His hair was wet and shiny and silky between her fingers. “We. You and me. Start a whole new thing. ‘Fuck the Senatus,’ if I can steal your words. You said yourself you’re going to have a fight on your hands when you get back. Let me stand next to you when you face them. Let me help you tell them all that you’ve done. Let me help you present something new and wonderful, this collaboration, that they could help birth. Give them ownership, you know?”

“Fuck the Senatus,” he whispered. “Oh God, Keko.”

And then she was crushed in his embrace. Water, water everywhere.

“You can help us, too,” he said into her skin.

She peeled herself away and raised an eyebrow at him. “We can?”

“Henry would just about kill to learn some of the fighting maneuvers I saw your warriors do out on the field the other day. So would most Ofarian kids.”

“Bring in the newer generations,” she said. “I like it.”

His expression turned grim. “I should warn you, not everyone will. It’s been the story of my life for the past five years.”

Didn’t he get it yet? “Battles are virtuous only when there’s a prize worth fighting for.”

He framed her face in his hands. “This is just a thought so feel free to shoot it down, but we have this doctor, Kelsey Evans. She’s brilliant and eager and has done so much for us. What would you say to her and her staff coming to take a look at your people who contracted the wasting disease?”

Hope and love soared within her, making her nearly buoyant. “You think she could find a cause?”

Griffin shrugged. “Don’t know, but it’s worth a shot, don’t you think? I know she’d be up to the task and her husband, David, would jump at the chance for a free trip to Hawaii.”

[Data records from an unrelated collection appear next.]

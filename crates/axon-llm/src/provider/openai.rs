//! OpenAI-family adapter (OpenAI, Groq, DeepSeek, xAI)
//!
//! One adapter serves every provider speaking the chat-completions wire
//! format; they differ only in base URL and reasoning parameters, both
//! handled by the shared encoder.

use async_trait::async_trait;
use http::Method;
use secrecy::ExposeSecret;

use super::{Adapter, AdapterCapabilities, ProviderRequest, decode_body, encode_body};
use crate::convert::decode_chunks;
use crate::convert::openai::{OpenAiStreamDecoder, decode_response, encode_request};
use crate::error::LlmError;
use crate::protocol::openai::{OpenAiErrorResponse, OpenAiResponse};
use crate::sse::sse_payloads;
use crate::transport::{Transport, TransportRequest, TransportResponse};
use crate::types::{ChatResponse, Service, StreamingResponse};

/// OpenAI-compatible chat-completions adapter
pub struct OpenAiAdapter {
    service: Service,
}

impl OpenAiAdapter {
    /// Adapter for one member of the OpenAI family
    pub fn new(service: Service) -> Self {
        debug_assert!(service.is_openai_compatible());
        Self { service }
    }

    /// Default base URL for the family member
    const fn default_base_url(&self) -> &'static str {
        match self.service {
            Service::Groq => "https://api.groq.com/openai/v1",
            Service::DeepSeek => "https://api.deepseek.com/v1",
            Service::XAi => "https://api.x.ai/v1",
            _ => "https://api.openai.com/v1",
        }
    }

    fn completions_url(&self, request: &ProviderRequest) -> String {
        format!("{}/chat/completions", request.base_url_or(self.default_base_url()))
    }

    fn headers(&self, request: &ProviderRequest) -> Vec<(String, String)> {
        let mut headers = Vec::new();
        if let Some(key) = &request.api_key {
            headers.push(("Authorization".to_owned(), format!("Bearer {}", key.expose_secret())));
        }
        headers.extend(request.headers.iter().cloned());
        headers
    }

    async fn dispatch(
        &self,
        request: &ProviderRequest,
        transport: &dyn Transport,
        stream: bool,
    ) -> Result<TransportResponse, LlmError> {
        let wire = encode_request(request, stream);
        let response = transport
            .send(TransportRequest {
                method: Method::POST,
                url: self.completions_url(request),
                headers: self.headers(request),
                body: Some(encode_body(self.service, &wire)?),
            })
            .await?;

        if !response.status.is_success() {
            let status = response.status;
            let body = response.text().await.unwrap_or_default();
            let message = serde_json::from_str::<OpenAiErrorResponse>(&body)
                .map_or(body, |parsed| parsed.error.message);
            tracing::warn!(service = %self.service, status = %status, "provider returned error");
            return Err(LlmError::Provider {
                service: self.service,
                status,
                message,
            });
        }

        Ok(response)
    }
}

#[async_trait]
impl Adapter for OpenAiAdapter {
    fn service(&self) -> Service {
        self.service
    }

    fn capabilities(&self) -> AdapterCapabilities {
        AdapterCapabilities {
            streaming: true,
            tool_calling: true,
        }
    }

    async fn call(&self, request: &ProviderRequest, transport: &dyn Transport) -> Result<ChatResponse, LlmError> {
        let response = self.dispatch(request, transport, false).await?;
        let status = response.status;
        let body = response.text().await?;
        let wire: OpenAiResponse = decode_body(self.service, status, &body)?;
        Ok(decode_response(wire, request))
    }

    async fn stream(
        &self,
        request: &ProviderRequest,
        transport: &dyn Transport,
    ) -> Result<StreamingResponse, LlmError> {
        let response = self.dispatch(request, transport, true).await?;
        let decoder = OpenAiStreamDecoder::new(request);
        let chunks = decode_chunks(sse_payloads(response.body), decoder);
        Ok(StreamingResponse::new(self.service, request.model.clone(), chunks))
    }
}
use serde::{Deserialize, Serialize};

use super::message::{Content, Message, Role};
use super::service::Service;
use super::tool::ToolCall;

/// Token accounting for one exchange
#[derive(Debug, Clone, Default, PartialEq, Serialize, Deserialize)]
pub struct Usage {
    /// Tokens consumed by the prompt
    pub input_tokens: u32,
    /// Tokens generated in the completion
    pub output_tokens: u32,
    /// Total tokens (input + output)
    pub total_tokens: u32,
    /// Tokens spent on reasoning, when the vendor reports them
    #[serde(default, skip_serializing_if = "Option::is_none")]
    pub reasoning_tokens: Option<u32>,
    /// Passthrough cost figure, when the vendor reports one; never computed
    #[serde(default, skip_serializing_if = "Option::is_none")]
    pub cost: Option<f64>,
}

impl Usage {
    /// Usage from input/output counts, deriving the total
    pub const fn from_counts(input_tokens: u32, output_tokens: u32) -> Self {
        Self {
            input_tokens,
            output_tokens,
            total_tokens: input_tokens + output_tokens,
            reasoning_tokens: None,
            cost: None,
        }
    }
}

/// Which kinds of payload a decoded response actually carries
///
/// Each flag is true iff the corresponding field is populated and non-empty
/// after trimming, so callers can branch without inspecting the fields.
#[derive(Debug, Clone, Copy, Default, PartialEq, Eq, Serialize, Deserialize)]
pub struct Capabilities {
    /// Non-empty text content present
    pub has_text: bool,
    /// Non-empty reasoning trace present
    pub has_reasoning: bool,
    /// At least one tool call present
    pub has_tool_calls: bool,
}

/// Coarse classification of a response
#[derive(Debug, Clone, Copy, PartialEq, Eq)]
pub enum ResponseKind {
    /// Nothing usable decoded
    Empty,
    /// Text only
    Text,
    /// Tool calls only
    ToolCalls,
    /// Reasoning only
    Reasoning,
    /// More than one payload kind
    Mixed,
}

/// Unified non-streaming result
#[derive(Debug, Clone, Serialize, Deserialize)]
pub struct ChatResponse {
    /// Provider that produced the response
    pub service: Service,
    /// Model echoed by the provider (or the requested model)
    pub model: String,
    /// Aggregated text content
    pub content: String,
    /// Aggregated reasoning trace, when exposed by the provider
    #[serde(default, skip_serializing_if = "Option::is_none")]
    pub reasoning: Option<String>,
    /// Tool calls issued by the model, in emission order
    #[serde(default, skip_serializing_if = "Option::is_none")]
    pub tool_calls: Option<Vec<ToolCall>>,
    /// Payload flags derived from the fields above
    pub capabilities: Capabilities,
    /// Token accounting
    pub usage: Usage,
    /// Input conversation plus the new assistant turn
    pub messages: Vec<Message>,
}

impl ChatResponse {
    /// Assemble a response from decoded parts, deriving the capability flags
    /// and appending the assistant turn to the conversation
    pub(crate) fn assemble(
        service: Service,
        model: String,
        content: String,
        reasoning: Option<String>,
        tool_calls: Vec<ToolCall>,
        usage: Usage,
        input_messages: &[Message],
    ) -> Self {
        let reasoning = reasoning.filter(|r| !r.trim().is_empty());
        let tool_calls = if tool_calls.is_empty() { None } else { Some(tool_calls) };

        let capabilities = Capabilities {
            has_text: !content.trim().is_empty(),
            has_reasoning: reasoning.is_some(),
            has_tool_calls: tool_calls.is_some(),
        };

        let mut messages = input_messages.to_vec();
        messages.push(Message {
            role: Role::Assistant,
            content: Content::Text(content.clone()),
            tool_call_id: None,
            name: None,
            tool_calls: tool_calls.clone(),
            reasoning: reasoning.clone(),
        });

        Self {
            service,
            model,
            content,
            reasoning,
            tool_calls,
            capabilities,
            usage,
            messages,
        }
    }

    /// Whether the response carries non-empty text content
    pub const fn has_text_content(&self) -> bool {
        self.capabilities.has_text
    }

    /// Whether the response carries a reasoning trace
    pub const fn has_reasoning(&self) -> bool {
        self.capabilities.has_reasoning
    }

    /// Whether the response carries tool calls
    pub const fn has_tool_calls(&self) -> bool {
        self.capabilities.has_tool_calls
    }

    /// Text-only response
    pub const fn is_text_response(&self) -> bool {
        self.capabilities.has_text && !self.capabilities.has_reasoning && !self.capabilities.has_tool_calls
    }

    /// Response whose primary payload is tool calls
    pub const fn is_tool_call_response(&self) -> bool {
        self.capabilities.has_tool_calls
    }

    /// Response carrying a reasoning trace
    pub const fn is_reasoning_response(&self) -> bool {
        self.capabilities.has_reasoning
    }

    /// Response carrying more than one payload kind
    pub const fn is_complex_response(&self) -> bool {
        let count = self.capabilities.has_text as u8
            + self.capabilities.has_reasoning as u8
            + self.capabilities.has_tool_calls as u8;
        count > 1
    }

    /// Coarse classification of the response payload
    pub const fn response_kind(&self) -> ResponseKind {
        let Capabilities {
            has_text,
            has_reasoning,
            has_tool_calls,
        } = self.capabilities;
        match (has_text, has_reasoning, has_tool_calls) {
            (false, false, false) => ResponseKind::Empty,
            (true, false, false) => ResponseKind::Text,
            (false, false, true) => ResponseKind::ToolCalls,
            (false, true, false) => ResponseKind::Reasoning,
            _ => ResponseKind::Mixed,
        }
    }
}

#[cfg(test)]
mod tests {
    use super::*;

    fn sample_call() -> ToolCall {
        ToolCall {
            id: "call_1".to_owned(),
            name: "get_weather".to_owned(),
            input: serde_json::json!({"location": "SF"}),
        }
    }

    #[test]
    fn capabilities_track_populated_fields() {
        let resp = ChatResponse::assemble(
            Service::OpenAi,
            "gpt-4o".to_owned(),
            "hello".to_owned(),
            None,
            vec![],
            Usage::default(),
            &[Message::user("hi")],
        );
        assert!(resp.has_text_content());
        assert!(!resp.has_reasoning());
        assert!(!resp.has_tool_calls());
        assert!(resp.is_text_response());
        assert_eq!(resp.response_kind(), ResponseKind::Text);
    }

    #[test]
    fn whitespace_only_content_does_not_count_as_text() {
        let resp = ChatResponse::assemble(
            Service::OpenAi,
            "gpt-4o".to_owned(),
            "  \n".to_owned(),
            Some(String::new()),
            vec![],
            Usage::default(),
            &[],
        );
        assert!(!resp.has_text_content());
        assert!(!resp.has_reasoning());
        assert_eq!(resp.response_kind(), ResponseKind::Empty);
    }

    #[test]
    fn appends_one_assistant_turn_mirroring_the_decode() {
        let input = vec![Message::user("weather?")];
        let resp = ChatResponse::assemble(
            Service::Anthropic,
            "claude".to_owned(),
            "checking".to_owned(),
            Some("think".to_owned()),
            vec![sample_call()],
            Usage::from_counts(1, 2),
            &input,
        );
        assert_eq!(resp.messages.len(), 2);
        let turn = resp.messages.last().unwrap();
        assert_eq!(turn.role, Role::Assistant);
        assert_eq!(turn.content.as_text(), "checking");
        assert_eq!(turn.reasoning.as_deref(), Some("think"));
        assert_eq!(turn.tool_calls.as_ref().unwrap().len(), 1);
        assert!(resp.is_complex_response());
        assert_eq!(resp.response_kind(), ResponseKind::Mixed);
    }
}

He kissed her neck, the lick of him mixing with the moisture from the sky, and she shivered even with the Source thundering through her body. Then her mouth found his, and the kiss drowned her in a flood that no longer scared her.

“And guess what?” she said against his lips. “You’re not kapu anymore. That’s my first declaration as Queen.” She struck a fist on his chest. “There. Done.”

He sighed, but it came out like a shudder. She thought he might kiss her again, but instead his liquid brown eyes stared into hers as he said, “I am never going to be able to hold you tight enough. I will never get tired of the feel of you. I will never take you for granted. And I will fight for you until the end of my days.”

“Good.” She drew back, planted fists on her hips in an echo of her trademark defiant stance, and smiled mischievously. “Because it’s going to be one wonderful war.”